Clint McCown (fiction) has taught journalism, fiction writing, playwriting, screenwriting, and American and Scottish literature. He has published two books of poetry and three novels (The Weatherman, The Member-Guest, War Memorials), won an Associated Press award for his broadcast journalism, and toured as an actor with the National Shakespeare Company. He is the only writer to have twice won the American Fiction Prize; he has also won the Society of Midland Authors Award and was nominated for a Pulitzer Prize. He has been a screenwriter for Warner Bros.
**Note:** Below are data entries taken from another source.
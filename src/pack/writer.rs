//! Pack archive writer.
//!
//! A [`Writer`] is one transactional session: entries are appended to a
//! temporary sibling of the target path, and the archive only replaces the
//! target when [`Writer::close`] finalizes it. Dropping a writer without
//! closing it discards everything written so far.

use std::collections::HashSet;
use std::io::Write;
use std::path::{Path, PathBuf};

use tempfile::NamedTempFile;

use super::compression;
use super::error::{Error, Result};
use super::format::*;
use super::stream::OStream;

/// Options for writing archives.
#[derive(Debug, Clone)]
pub struct WriteOptions {
    /// Compression level for entry payloads (-1 = none, 0-9 = zlib level).
    pub compression_hint: i32,
    /// Whether to fsync the archive before it replaces the target path.
    pub sync: bool,
}

impl WriteOptions {
    /// Create default options (no compression, sync on close).
    pub fn new() -> Self {
        Self {
            compression_hint: -1,
            sync: true,
        }
    }

    /// Set compression hint (-1 = no compression, 0-9 = compression level).
    pub fn with_compression(mut self, hint: i32) -> Self {
        self.compression_hint = hint.clamp(-1, 9);
        self
    }

    /// Enable/disable fsync on close.
    pub fn with_sync(mut self, sync: bool) -> Self {
        self.sync = sync;
        self
    }
}

impl Default for WriteOptions {
    fn default() -> Self {
        Self::new()
    }
}

/// Pack archive writer session.
pub struct Writer {
    path: PathBuf,
    temp: NamedTempFile,
    stream: OStream,
    options: WriteOptions,
    entries: Vec<(String, u64)>,
    seen: HashSet<String>,
    /// First error raised while committing an entry from `EntryWriter::drop`.
    deferred: Option<Error>,
    frozen: bool,
}

impl Writer {
    /// Start writing an archive that will replace `path` on close.
    pub fn create(path: impl AsRef<Path>) -> Result<Self> {
        Self::create_with(path, WriteOptions::default())
    }

    /// Start writing an archive with explicit options.
    pub fn create_with(path: impl AsRef<Path>, options: WriteOptions) -> Result<Self> {
        let path = path.as_ref().to_path_buf();
        let dir = match path.parent() {
            Some(parent) if !parent.as_os_str().is_empty() => parent.to_path_buf(),
            _ => PathBuf::from("."),
        };
        if !dir.is_dir() {
            return Err(Error::FileNotFound(dir));
        }

        let temp = tempfile::Builder::new()
            .prefix(".classio-")
            .suffix(".partial")
            .tempfile_in(&dir)?;
        let mut stream = OStream::new(temp.as_file().try_clone()?);

        // Header with placeholder for root position.
        stream.write_bytes(PACK_MAGIC)?;
        stream.write_u8(NOT_FROZEN_FLAG)?;
        stream.write_bytes(&CURRENT_VERSION.to_be_bytes())?;
        stream.write_u64(0)?;

        tracing::trace!(path = %path.display(), "opened pack writer");

        Ok(Self {
            path,
            temp,
            stream,
            options,
            entries: Vec::new(),
            seen: HashSet::new(),
            deferred: None,
            frozen: false,
        })
    }

    /// Run `f` inside a writer session on `path`.
    ///
    /// The archive is finalized when `f` succeeds and discarded when it fails;
    /// either way the session is closed before this returns.
    pub fn scoped<T, E, F>(path: impl AsRef<Path>, f: F) -> std::result::Result<T, E>
    where
        F: FnOnce(&mut Writer) -> std::result::Result<T, E>,
        E: From<Error>,
    {
        let mut writer = Writer::create(path)?;
        let value = f(&mut writer)?;
        writer.close()?;
        Ok(value)
    }

    /// Target path of the archive.
    pub fn path(&self) -> &Path {
        &self.path
    }

    /// Number of committed entries.
    pub fn len(&self) -> usize {
        self.entries.len()
    }

    /// Check if no entry has been committed.
    pub fn is_empty(&self) -> bool {
        self.entries.is_empty()
    }

    /// Names of committed entries, in write order.
    pub fn names(&self) -> impl Iterator<Item = &str> {
        self.entries.iter().map(|(name, _)| name.as_str())
    }

    /// Check if the archive has been frozen (finalized).
    #[inline]
    pub fn is_frozen(&self) -> bool {
        self.frozen
    }

    /// Open a named sub-file. Bytes written to it are committed when the
    /// returned handle is finished or dropped.
    pub fn file(&mut self, name: &str) -> Result<EntryWriter<'_>> {
        self.check_name(name)?;
        Ok(EntryWriter {
            writer: self,
            name: name.to_string(),
            buf: Vec::new(),
            done: false,
        })
    }

    /// Write a whole entry at once.
    pub fn write_entry(&mut self, name: &str, data: &[u8]) -> Result<()> {
        self.check_name(name)?;
        self.commit(name, data)
    }

    fn check_name(&self, name: &str) -> Result<()> {
        if self.frozen {
            return Err(Error::Frozen);
        }
        if !is_valid_name(name) {
            return Err(Error::InvalidName(name.to_string()));
        }
        if self.seen.contains(name) {
            return Err(Error::DuplicateEntry(name.to_string()));
        }
        Ok(())
    }

    fn commit(&mut self, name: &str, data: &[u8]) -> Result<()> {
        let crc = checksum(data);
        let (flags, payload) = compression::compress(data, self.options.compression_hint)?;

        let mut block = Vec::with_capacity(ENTRY_HEADER_SIZE + payload.len());
        block.extend_from_slice(&crc.to_le_bytes());
        block.push(flags);
        block.extend_from_slice(&payload);

        let pos = self.write_data(&block)?;
        self.entries.push((name.to_string(), pos));
        self.seen.insert(name.to_string());
        tracing::trace!(entry = name, bytes = data.len(), stored = payload.len(), "committed pack entry");
        Ok(())
    }

    /// Write a size-prefixed data block and return its position.
    fn write_data(&mut self, data: &[u8]) -> Result<u64> {
        if self.frozen {
            return Err(Error::Frozen);
        }
        let pos = self.stream.pos();
        self.stream.write_u64(data.len() as u64)?;
        self.stream.write_bytes(data)?;
        Ok(pos)
    }

    /// Write a group of child pointers and return its position.
    fn write_group(&mut self, children: &[u64]) -> Result<u64> {
        if self.frozen {
            return Err(Error::Frozen);
        }
        let pos = self.stream.pos();
        self.stream.write_u64(children.len() as u64)?;
        for &child in children {
            self.stream.write_u64(child)?;
        }
        Ok(pos)
    }

    /// Finalize the archive and move it over the target path.
    pub fn close(mut self) -> Result<()> {
        if let Some(err) = self.deferred.take() {
            return Err(err);
        }

        let index = encode_names(self.entries.iter().map(|(name, _)| name.as_str()));
        let index_pos = self.write_data(&index)?;

        let mut children = Vec::with_capacity(self.entries.len() + 1);
        children.push(make_data_offset(index_pos));
        children.extend(self.entries.iter().map(|&(_, pos)| make_data_offset(pos)));
        let root_pos = self.write_group(&children)?;

        self.frozen = true;

        self.stream.seek(FROZEN_OFFSET as u64)?;
        self.stream.write_u8(FROZEN_FLAG)?;
        self.stream.seek(ROOT_POS_OFFSET as u64)?;
        self.stream.write_u64(root_pos)?;
        self.stream.seek_end()?;
        if self.options.sync {
            self.stream.sync()?;
        }

        let Writer { path, temp, stream, entries, .. } = self;
        drop(stream);
        temp.persist(&path).map_err(|e| Error::Io(e.error))?;
        tracing::debug!(path = %path.display(), entries = entries.len(), "closed pack writer");
        Ok(())
    }
}

/// Write handle for one named entry of a [`Writer`].
pub struct EntryWriter<'a> {
    writer: &'a mut Writer,
    name: String,
    buf: Vec<u8>,
    done: bool,
}

impl EntryWriter<'_> {
    /// Entry name.
    pub fn name(&self) -> &str {
        &self.name
    }

    /// Commit the entry, reporting any write error.
    pub fn finish(mut self) -> Result<()> {
        self.done = true;
        let buf = std::mem::take(&mut self.buf);
        self.writer.commit(&self.name, &buf)
    }
}

impl Write for EntryWriter<'_> {
    fn write(&mut self, buf: &[u8]) -> std::io::Result<usize> {
        self.buf.extend_from_slice(buf);
        Ok(buf.len())
    }

    fn flush(&mut self) -> std::io::Result<()> {
        Ok(())
    }
}

impl Drop for EntryWriter<'_> {
    fn drop(&mut self) {
        if self.done {
            return;
        }
        let buf = std::mem::take(&mut self.buf);
        if let Err(err) = self.writer.commit(&self.name, &buf) {
            if self.writer.deferred.is_none() {
                self.writer.deferred = Some(err);
            }
        }
    }
}

/// CRC32 of an entry's uncompressed bytes.
pub(crate) fn checksum(data: &[u8]) -> u32 {
    let mut crc = flate2::Crc::new();
    crc.update(data);
    crc.sum()
}

#[cfg(test)]
mod tests {
    use super::*;
    use std::fs::File;
    use std::io::Read;

    #[test]
    fn test_write_empty_archive() -> Result<()> {
        let dir = tempfile::tempdir()?;
        let path = dir.path().join("empty.pack");

        Writer::create(&path)?.close()?;

        let mut file = File::open(&path)?;
        let mut header = [0u8; HEADER_SIZE];
        file.read_exact(&mut header)?;

        assert_eq!(&header[0..5], PACK_MAGIC);
        assert_eq!(header[FROZEN_OFFSET], FROZEN_FLAG);
        assert_eq!(header[VERSION_OFFSET], 0);
        assert_eq!(header[VERSION_OFFSET + 1], 1);
        Ok(())
    }

    #[test]
    fn test_dropped_writer_leaves_no_file() -> Result<()> {
        let dir = tempfile::tempdir()?;
        let path = dir.path().join("dropped.pack");
        {
            let mut writer = Writer::create(&path)?;
            writer.write_entry("a", b"hello")?;
        }
        assert!(!path.exists());
        assert_eq!(std::fs::read_dir(dir.path())?.count(), 0);
        Ok(())
    }

    #[test]
    fn test_duplicate_and_invalid_names() -> Result<()> {
        let dir = tempfile::tempdir()?;
        let mut writer = Writer::create(dir.path().join("dup.pack"))?;
        writer.write_entry("a", b"1")?;
        assert!(matches!(writer.write_entry("a", b"2"), Err(Error::DuplicateEntry(n)) if n == "a"));
        assert!(matches!(writer.file(""), Err(Error::InvalidName(_))));
        assert!(matches!(writer.file("a\0b"), Err(Error::InvalidName(_))));
        assert_eq!(writer.len(), 1);
        Ok(())
    }

    #[test]
    fn test_entry_writer_commits_on_drop() -> Result<()> {
        let dir = tempfile::tempdir()?;
        let mut writer = Writer::create(dir.path().join("drop.pack"))?;
        {
            let mut entry = writer.file("notes")?;
            entry.write_all(b"dropped without finish")?;
        }
        let mut entry = writer.file("more")?;
        entry.write_all(b"finished")?;
        entry.finish()?;
        assert_eq!(writer.names().collect::<Vec<_>>(), vec!["notes", "more"]);
        writer.close()
    }

    #[test]
    fn test_scoped_error_discards_archive() {
        let dir = tempfile::tempdir().unwrap();
        let path = dir.path().join("scoped.pack");
        let result: Result<()> = Writer::scoped(&path, |writer| {
            writer.write_entry("a", b"1")?;
            Err(Error::invalid("codec failed"))
        });
        assert!(matches!(result, Err(Error::InvalidStructure(_))));
        assert!(!path.exists());
    }

    #[test]
    fn test_missing_parent_dir() {
        let dir = tempfile::tempdir().unwrap();
        let path = dir.path().join("nope").join("x.pack");
        assert!(matches!(Writer::create(path), Err(Error::FileNotFound(_))));
    }
}
//! The [`declario!`] macro.

/// Declare a struct whose fields are saved and loaded as one archive.
///
/// Implements [`Declared`](crate::Declared) from the field list, in field
/// order, and adds inherent `declario()`, `declare()`, `save()`, `load()` and
/// `from_file()` methods. Explicit codecs go in an optional `codecs` block;
/// every other field gets an inferred codec.
///
/// Every `codecs` key must name a field; an unknown key fails the build:
///
/// ```compile_fail
/// use classio::codec::TextCodec;
///
/// classio::declario! {
///     struct Misconfigured {
///         documentation: String,
///     }
///     codecs {
///         "nonexistent" => TextCodec,
///     }
/// }
///
/// fn main() {}
/// ```
///
/// The same declaration with a known key compiles:
///
/// ```
/// use classio::codec::TextCodec;
///
/// classio::declario! {
///     struct Configured {
///         documentation: String,
///     }
///     codecs {
///         "documentation" => TextCodec,
///     }
/// }
///
/// fn main() {
///     assert!(Configured::declare().is_ok());
/// }
/// ```
///
/// The remaining checks (codec protocol, inference) run once per type, on
/// first use. Call `declare()` to surface them up front.
///
/// ```ignore
/// use std::collections::BTreeMap;
/// use classio::codec::YamlCodec;
/// use classio::{declario, Frame};
///
/// declario! {
///     #[derive(Debug, Clone)]
///     pub struct Experiment {
///         pub documentation: String,
///         pub config: BTreeMap<String, String>,
///         pub df: Frame,
///     }
///     codecs {
///         "config" => YamlCodec,
///     }
/// }
///
/// Experiment::declare()?;
/// experiment.save("experiment.cpack")?;
/// let loaded = Experiment::load("experiment.cpack")?;
/// ```
#[macro_export]
macro_rules! declario {
    (
        $(#[$meta:meta])*
        $vis:vis struct $name:ident {
            $(
                $(#[$field_meta:meta])*
                $field_vis:vis $field:ident : $ty:ty
            ),* $(,)?
        }
        $(
            codecs {
                $( $key:literal => $codec:expr ),* $(,)?
            }
        )?
    ) => {
        const _: () = {
            #[allow(dead_code)]
            const FIELDS: &[&str] = &[ $( ::std::stringify!($field) ),* ];
            $($(
                ::std::assert!(
                    $crate::macros::names_a_field($key, FIELDS),
                    "declario! codecs key does not name a field of the struct"
                );
            )*)?
        };

        $(#[$meta])*
        $vis struct $name {
            $(
                $(#[$field_meta])*
                $field_vis $field : $ty,
            )*
        }

        impl $crate::Declared for $name {
            fn attributes() -> ::std::vec::Vec<$crate::Attribute> {
                ::std::vec![ $( $crate::Attribute::of::<$ty>(::std::stringify!($field)) ),* ]
            }

            #[allow(unused_mut)]
            fn to_record(&self) -> $crate::Result<$crate::Record> {
                let mut record = $crate::Record::new();
                $( record.set(::std::stringify!($field), &self.$field)?; )*
                ::std::result::Result::Ok(record)
            }

            #[allow(unused_mut, unused_variables)]
            fn from_record(mut record: $crate::Record) -> $crate::Result<Self> {
                ::std::result::Result::Ok(Self {
                    $( $field: record.take::<$ty>(::std::stringify!($field))?, )*
                })
            }
        }

        #[allow(dead_code)]
        impl $name {
            /// Explicit codecs declared for this type.
            pub fn declario() -> $crate::Declario {
                #[allow(unused_mut)]
                let mut declario = $crate::Declario::new();
                $($( declario = declario.with_codec($key, $codec); )*)?
                declario
            }

            /// Decorate this type once and return its archive IO.
            pub fn declare() -> ::std::result::Result<&'static $crate::IoClass<$name>, $crate::DeclarationError> {
                static IO: ::std::sync::OnceLock<
                    ::std::result::Result<$crate::IoClass<$name>, $crate::DeclarationError>,
                > = ::std::sync::OnceLock::new();
                IO.get_or_init(|| $name::declario().decorate::<$name>())
                    .as_ref()
                    .map_err(::std::clone::Clone::clone)
            }

            /// Save to `path`, one archive entry per field.
            pub fn save(&self, path: impl ::std::convert::AsRef<::std::path::Path>) -> $crate::Result<()> {
                $name::declare()?.save(self, path)
            }

            /// Load from `path`.
            pub fn load(path: impl ::std::convert::AsRef<::std::path::Path>) -> $crate::Result<$name> {
                $name::declare()?.load(path)
            }

            /// Alias of `load`.
            pub fn from_file(path: impl ::std::convert::AsRef<::std::path::Path>) -> $crate::Result<$name> {
                $name::load(path)
            }
        }
    };
}

/// Whether `key` is one of `fields`. Used by [`declario!`] at compile time.
#[doc(hidden)]
pub const fn names_a_field(key: &str, fields: &[&str]) -> bool {
    let mut i = 0;
    while i < fields.len() {
        if str_eq(key, fields[i]) {
            return true;
        }
        i += 1;
    }
    false
}

const fn str_eq(a: &str, b: &str) -> bool {
    let (a, b) = (a.as_bytes(), b.as_bytes());
    if a.len() != b.len() {
        return false;
    }
    let mut i = 0;
    while i < a.len() {
        if a[i] != b[i] {
            return false;
        }
        i += 1;
    }
    true
}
His stories and essays have appeared widely, and he is a contributing editor to ten literary journals nationwide as well as founding editor of the Beloit Fiction Journal.

 
   

Gary Sange (poetry) is the author of Sudden Around the Bend, published by University of Missouri, Kansas City. He has two volumes of poetry in manuscript, Joy Boss and Out in the Oy. His poetry has appeared in Ohio Review, Shenandoah, Literary Review, Crazy Horse, Field, Quarterly, The New York Times, Prism International, Quarterly Review of Literature, Three Rivers Poetry Journal, New York Quarterly, and many others. His poetry has been anthologized in New Voices in American Poetry and Southern Poetry Review 20 Year Anniversary. Sange has won the Richard Hugo Memorial Fellowship, has been Poet-in-Residence at the Caribbean Writers' Conference in Nassau, and has taught a course, Journaling in Ireland, for bicyclists and journal keepers. His long poem, "Maud," was performed as an oratorio at Carnegie Hall and is available on compact disc.

 
   

David Wojahn (poetry), program director,is the author of six collections of poetry, Spirit Cabinet (2002), The Falling Hour, Late Empire, Mystery Train, Glassworks, and Icehouse Lights. He is also the author of Strange Good Fortune (2001), a collection of essays on contemporary verse. He is the editor (with Jack Myers) of A Profile of Twentieth Century American Poetry; he also edited The Only World, a posthumous collection of Lynda Hull’s poetry. He has received fellowships from the National Endowment for the Arts, the Fine Arts Work Center in Provincetown, the Illinois Arts Council, the Indiana Arts Commission, and the Breadloaf Writers’ Conference, as well as writing residencies from the Yaddo and McDowell colonies. Among his other awards and honors are the Amy Lowell Traveling Poetry Scholarship, the Yale Younger Poets' Award for Icehouse Lights, the William Carlos Williams Book Award and the Celia B. Wagner Award from the Poetry Society of America, the Society of Midland Authors’ Book Award, Vermont College’s Crowley/Weingarten Award for Excellence in Teaching, the George Kent Memorial Prize from Poetry magazine, and three Pushcart Prizes. His poetry, essays and reviews have appeared in many journals and anthologies, among them The Paris Review, The New Yorker, Best American Poetry, The American Poetry Review, The New York Times Book Review, The Chicago Tribune, The Kenyon Review, New England Review, The Georgia Review, and TriQuarterly.